- _ENTRIES PROVIDED_
──────

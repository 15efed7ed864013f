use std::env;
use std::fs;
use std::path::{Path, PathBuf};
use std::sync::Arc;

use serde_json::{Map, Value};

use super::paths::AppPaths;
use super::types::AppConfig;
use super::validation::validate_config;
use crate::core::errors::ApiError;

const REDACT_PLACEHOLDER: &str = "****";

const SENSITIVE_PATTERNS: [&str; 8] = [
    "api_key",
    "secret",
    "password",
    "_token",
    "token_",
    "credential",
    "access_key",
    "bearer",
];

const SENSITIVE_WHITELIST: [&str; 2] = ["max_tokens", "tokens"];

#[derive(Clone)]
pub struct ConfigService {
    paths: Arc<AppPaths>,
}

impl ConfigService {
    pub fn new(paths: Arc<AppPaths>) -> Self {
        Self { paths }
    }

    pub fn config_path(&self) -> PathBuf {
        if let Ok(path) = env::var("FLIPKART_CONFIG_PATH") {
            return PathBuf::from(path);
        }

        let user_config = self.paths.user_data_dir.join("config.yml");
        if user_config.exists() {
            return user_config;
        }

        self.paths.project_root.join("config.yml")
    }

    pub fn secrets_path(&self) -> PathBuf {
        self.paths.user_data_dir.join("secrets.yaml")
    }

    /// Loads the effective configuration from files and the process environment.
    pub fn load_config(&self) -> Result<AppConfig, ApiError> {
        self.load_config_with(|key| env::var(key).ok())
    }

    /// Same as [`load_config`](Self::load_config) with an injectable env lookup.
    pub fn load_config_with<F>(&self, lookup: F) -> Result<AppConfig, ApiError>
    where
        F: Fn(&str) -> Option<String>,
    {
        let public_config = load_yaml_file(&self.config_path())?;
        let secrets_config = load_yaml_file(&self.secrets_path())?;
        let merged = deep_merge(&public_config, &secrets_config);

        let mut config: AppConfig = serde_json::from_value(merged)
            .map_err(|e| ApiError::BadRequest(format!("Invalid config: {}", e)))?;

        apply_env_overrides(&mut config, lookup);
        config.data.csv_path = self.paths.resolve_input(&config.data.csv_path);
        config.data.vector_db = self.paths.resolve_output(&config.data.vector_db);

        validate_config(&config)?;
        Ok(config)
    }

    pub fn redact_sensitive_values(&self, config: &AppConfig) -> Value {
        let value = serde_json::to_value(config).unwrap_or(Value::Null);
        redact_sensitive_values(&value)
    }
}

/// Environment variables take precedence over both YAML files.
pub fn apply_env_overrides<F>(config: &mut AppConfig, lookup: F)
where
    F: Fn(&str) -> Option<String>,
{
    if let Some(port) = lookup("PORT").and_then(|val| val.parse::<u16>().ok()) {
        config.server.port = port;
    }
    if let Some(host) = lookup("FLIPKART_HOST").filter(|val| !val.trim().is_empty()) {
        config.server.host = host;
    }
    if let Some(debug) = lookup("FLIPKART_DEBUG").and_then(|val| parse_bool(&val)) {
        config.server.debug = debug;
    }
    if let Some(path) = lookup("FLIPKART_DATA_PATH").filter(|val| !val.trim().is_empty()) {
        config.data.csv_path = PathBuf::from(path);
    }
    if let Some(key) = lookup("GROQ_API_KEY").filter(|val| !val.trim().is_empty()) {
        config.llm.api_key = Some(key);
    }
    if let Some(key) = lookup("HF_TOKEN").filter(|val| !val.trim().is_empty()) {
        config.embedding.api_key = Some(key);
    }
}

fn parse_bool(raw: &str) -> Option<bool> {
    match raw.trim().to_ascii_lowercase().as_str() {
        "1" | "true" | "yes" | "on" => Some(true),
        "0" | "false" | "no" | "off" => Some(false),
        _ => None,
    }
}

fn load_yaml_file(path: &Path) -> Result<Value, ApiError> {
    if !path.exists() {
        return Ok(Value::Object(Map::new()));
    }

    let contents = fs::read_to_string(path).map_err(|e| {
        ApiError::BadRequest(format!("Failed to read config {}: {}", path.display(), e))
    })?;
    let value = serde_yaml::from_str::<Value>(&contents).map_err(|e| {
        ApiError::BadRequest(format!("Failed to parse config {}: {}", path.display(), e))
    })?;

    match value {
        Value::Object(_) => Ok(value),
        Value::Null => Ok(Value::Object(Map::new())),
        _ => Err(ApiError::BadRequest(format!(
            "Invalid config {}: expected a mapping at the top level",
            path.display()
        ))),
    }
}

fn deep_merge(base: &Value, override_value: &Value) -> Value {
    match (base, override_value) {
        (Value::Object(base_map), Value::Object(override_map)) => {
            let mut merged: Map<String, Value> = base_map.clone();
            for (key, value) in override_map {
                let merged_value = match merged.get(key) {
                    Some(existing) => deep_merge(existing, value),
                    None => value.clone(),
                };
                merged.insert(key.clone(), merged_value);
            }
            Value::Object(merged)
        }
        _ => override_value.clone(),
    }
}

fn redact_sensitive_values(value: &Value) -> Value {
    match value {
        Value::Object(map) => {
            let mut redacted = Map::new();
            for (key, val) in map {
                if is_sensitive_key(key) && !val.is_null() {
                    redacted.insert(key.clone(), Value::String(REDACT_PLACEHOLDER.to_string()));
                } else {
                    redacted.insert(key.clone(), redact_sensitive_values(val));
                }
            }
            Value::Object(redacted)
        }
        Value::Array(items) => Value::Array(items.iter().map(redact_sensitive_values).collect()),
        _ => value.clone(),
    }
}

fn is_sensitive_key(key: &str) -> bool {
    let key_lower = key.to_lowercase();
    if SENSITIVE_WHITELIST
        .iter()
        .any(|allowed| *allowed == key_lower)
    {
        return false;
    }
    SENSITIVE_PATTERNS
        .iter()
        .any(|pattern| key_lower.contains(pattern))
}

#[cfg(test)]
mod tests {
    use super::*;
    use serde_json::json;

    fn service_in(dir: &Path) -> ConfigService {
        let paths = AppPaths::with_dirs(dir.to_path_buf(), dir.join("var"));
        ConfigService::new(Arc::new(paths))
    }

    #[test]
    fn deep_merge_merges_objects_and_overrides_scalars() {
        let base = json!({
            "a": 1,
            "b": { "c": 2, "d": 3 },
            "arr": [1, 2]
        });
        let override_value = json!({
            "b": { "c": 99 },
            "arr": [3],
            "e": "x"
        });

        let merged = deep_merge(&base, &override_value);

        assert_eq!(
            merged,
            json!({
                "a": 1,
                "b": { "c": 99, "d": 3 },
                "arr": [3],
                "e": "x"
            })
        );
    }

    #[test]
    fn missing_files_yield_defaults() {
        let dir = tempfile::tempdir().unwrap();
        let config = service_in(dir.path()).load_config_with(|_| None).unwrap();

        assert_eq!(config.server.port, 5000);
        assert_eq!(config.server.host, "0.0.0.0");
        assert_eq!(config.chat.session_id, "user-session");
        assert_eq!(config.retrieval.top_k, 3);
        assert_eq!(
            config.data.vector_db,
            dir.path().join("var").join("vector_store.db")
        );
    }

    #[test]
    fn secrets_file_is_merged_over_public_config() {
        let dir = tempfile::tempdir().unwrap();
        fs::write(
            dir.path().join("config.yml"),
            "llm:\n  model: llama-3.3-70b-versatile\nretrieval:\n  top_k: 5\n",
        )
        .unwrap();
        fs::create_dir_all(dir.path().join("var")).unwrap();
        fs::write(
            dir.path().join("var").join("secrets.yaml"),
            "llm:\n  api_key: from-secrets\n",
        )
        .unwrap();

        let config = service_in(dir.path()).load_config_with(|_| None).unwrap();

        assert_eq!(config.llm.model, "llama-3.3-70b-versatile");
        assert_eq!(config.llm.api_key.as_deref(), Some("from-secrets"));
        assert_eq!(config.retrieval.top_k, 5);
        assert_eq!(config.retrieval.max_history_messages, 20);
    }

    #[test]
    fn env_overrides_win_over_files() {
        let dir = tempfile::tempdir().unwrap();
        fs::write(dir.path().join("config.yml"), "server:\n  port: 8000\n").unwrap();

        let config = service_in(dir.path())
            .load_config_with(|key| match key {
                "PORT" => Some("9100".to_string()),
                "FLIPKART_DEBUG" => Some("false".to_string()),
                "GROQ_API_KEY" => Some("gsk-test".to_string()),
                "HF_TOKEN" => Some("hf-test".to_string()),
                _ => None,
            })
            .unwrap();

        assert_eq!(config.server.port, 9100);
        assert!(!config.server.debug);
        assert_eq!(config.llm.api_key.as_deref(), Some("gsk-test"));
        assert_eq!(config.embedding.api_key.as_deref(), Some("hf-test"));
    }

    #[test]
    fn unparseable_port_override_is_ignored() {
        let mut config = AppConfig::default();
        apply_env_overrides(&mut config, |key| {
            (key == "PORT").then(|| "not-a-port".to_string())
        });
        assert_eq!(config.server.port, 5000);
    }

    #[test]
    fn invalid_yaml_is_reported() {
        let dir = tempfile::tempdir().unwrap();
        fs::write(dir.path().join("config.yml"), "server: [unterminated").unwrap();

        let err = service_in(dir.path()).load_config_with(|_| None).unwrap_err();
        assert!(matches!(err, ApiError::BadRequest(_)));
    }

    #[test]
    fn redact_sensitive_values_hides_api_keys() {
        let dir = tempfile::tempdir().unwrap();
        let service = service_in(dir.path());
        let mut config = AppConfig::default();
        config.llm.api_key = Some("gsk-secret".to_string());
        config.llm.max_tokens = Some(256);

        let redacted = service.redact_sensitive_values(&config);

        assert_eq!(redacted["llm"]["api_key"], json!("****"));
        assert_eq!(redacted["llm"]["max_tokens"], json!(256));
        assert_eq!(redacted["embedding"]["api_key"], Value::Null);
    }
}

──────

- _EXERCISE REQUIREMENTS_
Going back over the entries above, copy word for word every line from the one that has "use std::sync::Arc;" on through the one that has "let merged = deep_merge(&public_config, &secrets_config);".

- _PROBLEM SOLUTION_
use std::sync::Arc;

use serde_json::{Map, Value};

use super::paths::AppPaths;
use super::types::AppConfig;
use super::validation::validate_config;
use crate::core::errors::ApiError;

const REDACT_PLACEHOLDER: &str = "****";

const SENSITIVE_PATTERNS: [&str; 8] = [
    "api_key",
    "secret",
    "password",
    "_token",
    "token_",
    "credential",
    "access_key",
    "bearer",
];

const SENSITIVE_WHITELIST: [&str; 2] = ["max_tokens", "tokens"];

#[derive(Clone)]
pub struct ConfigService {
    paths: Arc<AppPaths>,
}

impl ConfigService {
    pub fn new(paths: Arc<AppPaths>) -> Self {
        Self { paths }
    }

    pub fn config_path(&self) -> PathBuf {
        if let Ok(path) = env::var("FLIPKART_CONFIG_PATH") {
            return PathBuf::from(path);
        }

        let user_config = self.paths.user_data_dir.join("config.yml");
        if user_config.exists() {
            return user_config;
        }

        self.paths.project_root.join("config.yml")
    }

    pub fn secrets_path(&self) -> PathBuf {
        self.paths.user_data_dir.join("secrets.yaml")
    }

    /// Loads the effective configuration from files and the process environment.
    pub fn load_config(&self) -> Result<AppConfig, ApiError> {
        self.load_config_with(|key| env::var(key).ok())
    }

    /// Same as [`load_config`](Self::load_config) with an injectable env lookup.
    pub fn load_config_with<F>(&self, lookup: F) -> Result<AppConfig, ApiError>
    where
        F: Fn(&str) -> Option<String>,
    {
        let public_config = load_yaml_file(&self.config_path())?;
        let secrets_config = load_yaml_file(&self.secrets_path())?;
        let merged = deep_merge(&public_config, &secrets_config);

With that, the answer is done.